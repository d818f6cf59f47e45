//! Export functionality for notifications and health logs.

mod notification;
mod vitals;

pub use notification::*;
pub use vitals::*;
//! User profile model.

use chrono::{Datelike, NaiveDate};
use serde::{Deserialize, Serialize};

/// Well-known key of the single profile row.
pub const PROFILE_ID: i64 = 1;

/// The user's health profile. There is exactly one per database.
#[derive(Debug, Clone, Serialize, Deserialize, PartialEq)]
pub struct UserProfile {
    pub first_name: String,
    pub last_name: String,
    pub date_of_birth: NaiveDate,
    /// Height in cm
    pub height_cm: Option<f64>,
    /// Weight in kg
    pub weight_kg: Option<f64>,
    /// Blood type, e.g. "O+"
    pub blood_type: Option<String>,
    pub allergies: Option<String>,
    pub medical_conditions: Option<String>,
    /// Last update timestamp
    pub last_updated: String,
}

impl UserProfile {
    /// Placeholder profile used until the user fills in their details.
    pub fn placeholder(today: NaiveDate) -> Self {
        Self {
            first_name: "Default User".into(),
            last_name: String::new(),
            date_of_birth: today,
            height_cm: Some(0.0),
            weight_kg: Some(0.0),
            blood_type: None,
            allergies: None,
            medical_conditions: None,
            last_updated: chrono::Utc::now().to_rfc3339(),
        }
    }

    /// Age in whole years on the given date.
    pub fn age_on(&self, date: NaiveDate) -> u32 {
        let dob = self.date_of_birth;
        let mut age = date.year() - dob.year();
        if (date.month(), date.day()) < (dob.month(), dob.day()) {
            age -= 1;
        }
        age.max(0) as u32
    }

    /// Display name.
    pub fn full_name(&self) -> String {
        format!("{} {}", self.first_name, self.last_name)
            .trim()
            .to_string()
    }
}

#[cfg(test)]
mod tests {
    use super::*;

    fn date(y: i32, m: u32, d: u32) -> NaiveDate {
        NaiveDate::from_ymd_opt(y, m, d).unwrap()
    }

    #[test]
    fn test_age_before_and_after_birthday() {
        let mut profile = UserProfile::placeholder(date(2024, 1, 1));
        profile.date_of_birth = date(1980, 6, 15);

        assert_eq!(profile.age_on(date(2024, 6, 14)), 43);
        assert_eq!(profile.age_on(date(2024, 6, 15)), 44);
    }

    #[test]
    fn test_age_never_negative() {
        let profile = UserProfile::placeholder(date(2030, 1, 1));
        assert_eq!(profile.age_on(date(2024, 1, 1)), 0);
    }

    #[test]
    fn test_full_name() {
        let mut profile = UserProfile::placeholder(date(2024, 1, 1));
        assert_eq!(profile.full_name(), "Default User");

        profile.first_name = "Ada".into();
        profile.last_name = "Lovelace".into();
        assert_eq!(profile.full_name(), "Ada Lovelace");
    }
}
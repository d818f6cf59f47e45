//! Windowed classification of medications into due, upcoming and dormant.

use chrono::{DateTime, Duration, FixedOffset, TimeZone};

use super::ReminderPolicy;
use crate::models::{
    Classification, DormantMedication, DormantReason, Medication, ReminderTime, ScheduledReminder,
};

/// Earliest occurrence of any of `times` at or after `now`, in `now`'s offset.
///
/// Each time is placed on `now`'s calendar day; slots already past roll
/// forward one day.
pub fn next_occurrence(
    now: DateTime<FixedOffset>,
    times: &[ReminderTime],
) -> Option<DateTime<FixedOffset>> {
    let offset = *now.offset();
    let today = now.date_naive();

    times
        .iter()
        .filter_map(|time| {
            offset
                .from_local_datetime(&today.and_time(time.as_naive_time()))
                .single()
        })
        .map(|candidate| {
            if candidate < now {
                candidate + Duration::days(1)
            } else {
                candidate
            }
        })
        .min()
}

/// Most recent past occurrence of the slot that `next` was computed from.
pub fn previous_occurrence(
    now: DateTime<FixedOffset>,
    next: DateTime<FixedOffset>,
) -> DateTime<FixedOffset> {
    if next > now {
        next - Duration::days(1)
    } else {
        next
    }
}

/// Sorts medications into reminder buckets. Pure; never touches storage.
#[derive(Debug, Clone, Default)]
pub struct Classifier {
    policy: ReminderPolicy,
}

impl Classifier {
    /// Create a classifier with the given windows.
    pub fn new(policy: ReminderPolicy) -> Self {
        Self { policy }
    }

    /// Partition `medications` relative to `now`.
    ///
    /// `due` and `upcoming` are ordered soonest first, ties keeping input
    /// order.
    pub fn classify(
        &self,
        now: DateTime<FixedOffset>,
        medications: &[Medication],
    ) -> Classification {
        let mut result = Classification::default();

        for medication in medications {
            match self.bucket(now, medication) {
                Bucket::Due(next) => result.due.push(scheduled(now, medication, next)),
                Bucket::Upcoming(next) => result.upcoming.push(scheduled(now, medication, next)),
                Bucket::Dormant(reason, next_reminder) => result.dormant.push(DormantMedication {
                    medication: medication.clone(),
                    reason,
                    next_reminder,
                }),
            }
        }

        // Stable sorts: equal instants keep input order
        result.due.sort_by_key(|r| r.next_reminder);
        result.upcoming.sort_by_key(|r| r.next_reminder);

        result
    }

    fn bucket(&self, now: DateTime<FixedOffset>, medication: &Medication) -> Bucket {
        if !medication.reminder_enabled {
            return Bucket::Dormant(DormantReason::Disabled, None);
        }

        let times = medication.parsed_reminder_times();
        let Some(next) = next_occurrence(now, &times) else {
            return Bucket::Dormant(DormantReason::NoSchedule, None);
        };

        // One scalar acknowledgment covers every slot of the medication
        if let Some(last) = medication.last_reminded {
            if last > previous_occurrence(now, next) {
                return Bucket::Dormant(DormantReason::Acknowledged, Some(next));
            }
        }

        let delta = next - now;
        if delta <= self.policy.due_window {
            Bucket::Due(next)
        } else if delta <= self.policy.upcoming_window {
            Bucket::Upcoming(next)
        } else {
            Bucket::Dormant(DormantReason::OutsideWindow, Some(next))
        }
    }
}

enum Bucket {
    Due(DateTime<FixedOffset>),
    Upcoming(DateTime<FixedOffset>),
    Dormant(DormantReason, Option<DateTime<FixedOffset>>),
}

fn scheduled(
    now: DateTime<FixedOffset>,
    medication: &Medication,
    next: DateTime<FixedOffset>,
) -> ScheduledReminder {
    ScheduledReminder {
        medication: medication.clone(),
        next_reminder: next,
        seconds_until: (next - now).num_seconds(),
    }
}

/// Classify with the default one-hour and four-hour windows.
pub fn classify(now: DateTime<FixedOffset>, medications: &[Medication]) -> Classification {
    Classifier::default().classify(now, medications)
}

### [YOUR TASK]
Write out every entry exactly as it appears.

### [TASK ANSWER]
repository d818f6cf59f47e45
//! Export functionality for notifications and health logs.

mod notification;
mod vitals;

pub use notification::*;
pub use vitals::*;
//! User profile model.

use chrono::{Datelike, NaiveDate};
use serde::{Deserialize, Serialize};

/// Well-known key of the single profile row.
pub const PROFILE_ID: i64 = 1;

/// The user's health profile. There is exactly one per database.
#[derive(Debug, Clone, Serialize, Deserialize, PartialEq)]
pub struct UserProfile {
    pub first_name: String,
    pub last_name: String,
    pub date_of_birth: NaiveDate,
    /// Height in cm
    pub height_cm: Option<f64>,
    /// Weight in kg
    pub weight_kg: Option<f64>,
    /// Blood type, e.g. "O+"
    pub blood_type: Option<String>,
    pub allergies: Option<String>,
    pub medical_conditions: Option<String>,
    /// Last update timestamp
    pub last_updated: String,
}

impl UserProfile {
    /// Placeholder profile used until the user fills in their details.
    pub fn placeholder(today: NaiveDate) -> Self {
        Self {
            first_name: "Default User".into(),
            last_name: String::new(),
            date_of_birth: today,
            height_cm: Some(0.0),
            weight_kg: Some(0.0),
            blood_type: None,
            allergies: None,
            medical_conditions: None,
            last_updated: chrono::Utc::now().to_rfc3339(),
        }
    }

    /// Age in whole years on the given date.
    pub fn age_on(&self, date: NaiveDate) -> u32 {
        let dob = self.date_of_birth;
        let mut age = date.year() - dob.year();
        if (date.month(), date.day()) < (dob.month(), dob.day()) {
            age -= 1;
        }
        age.max(0) as u32
    }

    /// Display name.
    pub fn full_name(&self) -> String {
        format!("{} {}", self.first_name, self.last_name)
            .trim()
            .to_string()
    }
}

#[cfg(test)]
mod tests {
    use super::*;

    fn date(y: i32, m: u32, d: u32) -> NaiveDate {
        NaiveDate::from_ymd_opt(y, m, d).unwrap()
    }

    #[test]
    fn test_age_before_and_after_birthday() {
        let mut profile = UserProfile::placeholder(date(2024, 1, 1));
        profile.date_of_birth = date(1980, 6, 15);

        assert_eq!(profile.age_on(date(2024, 6, 14)), 43);
        assert_eq!(profile.age_on(date(2024, 6, 15)), 44);
    }

    #[test]
    fn test_age_never_negative() {
        let profile = UserProfile::placeholder(date(2030, 1, 1));
        assert_eq!(profile.age_on(date(2024, 1, 1)), 0);
    }

    #[test]
    fn test_full_name() {
        let mut profile = UserProfile::placeholder(date(2024, 1, 1));
        assert_eq!(profile.full_name(), "Default User");

        profile.first_name = "Ada".into();
        profile.last_name = "Lovelace".into();
        assert_eq!(profile.full_name(), "Ada Lovelace");
    }
}
repository d818f6cf59f47e45
//! Windowed classification of medications into due, upcoming and dormant.

use chrono::{DateTime, Duration, FixedOffset, TimeZone};

use super::ReminderPolicy;
use crate::models::{
    Classification, DormantMedication, DormantReason, Medication, ReminderTime, ScheduledReminder,
};

/// Earliest occurrence of any of `times` at or after `now`, in `now`'s offset.
///
/// Each time is placed on `now`'s calendar day; slots already past roll
/// forward one day.
pub fn next_occurrence(
    now: DateTime<FixedOffset>,
    times: &[ReminderTime],
) -> Option<DateTime<FixedOffset>> {
    let offset = *now.offset();
    let today = now.date_naive();

    times
        .iter()
        .filter_map(|time| {
            offset
                .from_local_datetime(&today.and_time(time.as_naive_time()))
                .single()
        })
        .map(|candidate| {
            if candidate < now {
                candidate + Duration::days(1)
            } else {
                candidate
            }
        })
        .min()
}

/// Most recent past occurrence of the slot that `next` was computed from.
pub fn previous_occurrence(
    now: DateTime<FixedOffset>,
    next: DateTime<FixedOffset>,
) -> DateTime<FixedOffset> {
    if next > now {
        next - Duration::days(1)
    } else {
        next
    }
}

/// Sorts medications into reminder buckets. Pure; never touches storage.
#[derive(Debug, Clone, Default)]
pub struct Classifier {
    policy: ReminderPolicy,
}

impl Classifier {
    /// Create a classifier with the given windows.
    pub fn new(policy: ReminderPolicy) -> Self {
        Self { policy }
    }

    /// Partition `medications` relative to `now`.
    ///
    /// `due` and `upcoming` are ordered soonest first, ties keeping input
    /// order.
    pub fn classify(
        &self,
        now: DateTime<FixedOffset>,
        medications: &[Medication],
    ) -> Classification {
        let mut result = Classification::default();

        for medication in medications {
            match self.bucket(now, medication) {
                Bucket::Due(next) => result.due.push(scheduled(now, medication, next)),
                Bucket::Upcoming(next) => result.upcoming.push(scheduled(now, medication, next)),
                Bucket::Dormant(reason, next_reminder) => result.dormant.push(DormantMedication {
                    medication: medication.clone(),
                    reason,
                    next_reminder,
                }),
            }
        }

        // Stable sorts: equal instants keep input order
        result.due.sort_by_key(|r| r.next_reminder);
        result.upcoming.sort_by_key(|r| r.next_reminder);

        result
    }

    fn bucket(&self, now: DateTime<FixedOffset>, medication: &Medication) -> Bucket {
        if !medication.reminder_enabled {
            return Bucket::Dormant(DormantReason::Disabled, None);
        }

        let times = medication.parsed_reminder_times();
        let Some(next) = next_occurrence(now, &times) else {
            return Bucket::Dormant(DormantReason::NoSchedule, None);
        };

        // One scalar acknowledgment covers every slot of the medication
        if let Some(last) = medication.last_reminded {
            if last > previous_occurrence(now, next) {
                return Bucket::Dormant(DormantReason::Acknowledged, Some(next));
            }
        }

        let delta = next - now;
        if delta <= self.policy.due_window {
            Bucket::Due(next)
        } else if delta <= self.policy.upcoming_window {
            Bucket::Upcoming(next)
        } else {
            Bucket::Dormant(DormantReason::OutsideWindow, Some(next))
        }
    }
}

enum Bucket {
    Due(DateTime<FixedOffset>),
    Upcoming(DateTime<FixedOffset>),
    Dormant(DormantReason, Option<DateTime<FixedOffset>>),
}

fn scheduled(
    now: DateTime<FixedOffset>,
    medication: &Medication,
    next: DateTime<FixedOffset>,
) -> ScheduledReminder {
    ScheduledReminder {
        medication: medication.clone(),
        next_reminder: next,
        seconds_until: (next - now).num_seconds(),
    }
}

/// Classify with the default one-hour and four-hour windows.
pub fn classify(now: DateTime<FixedOffset>, medications: &[Medication]) -> Classification {
    Classifier::default().classify(now, medications)
}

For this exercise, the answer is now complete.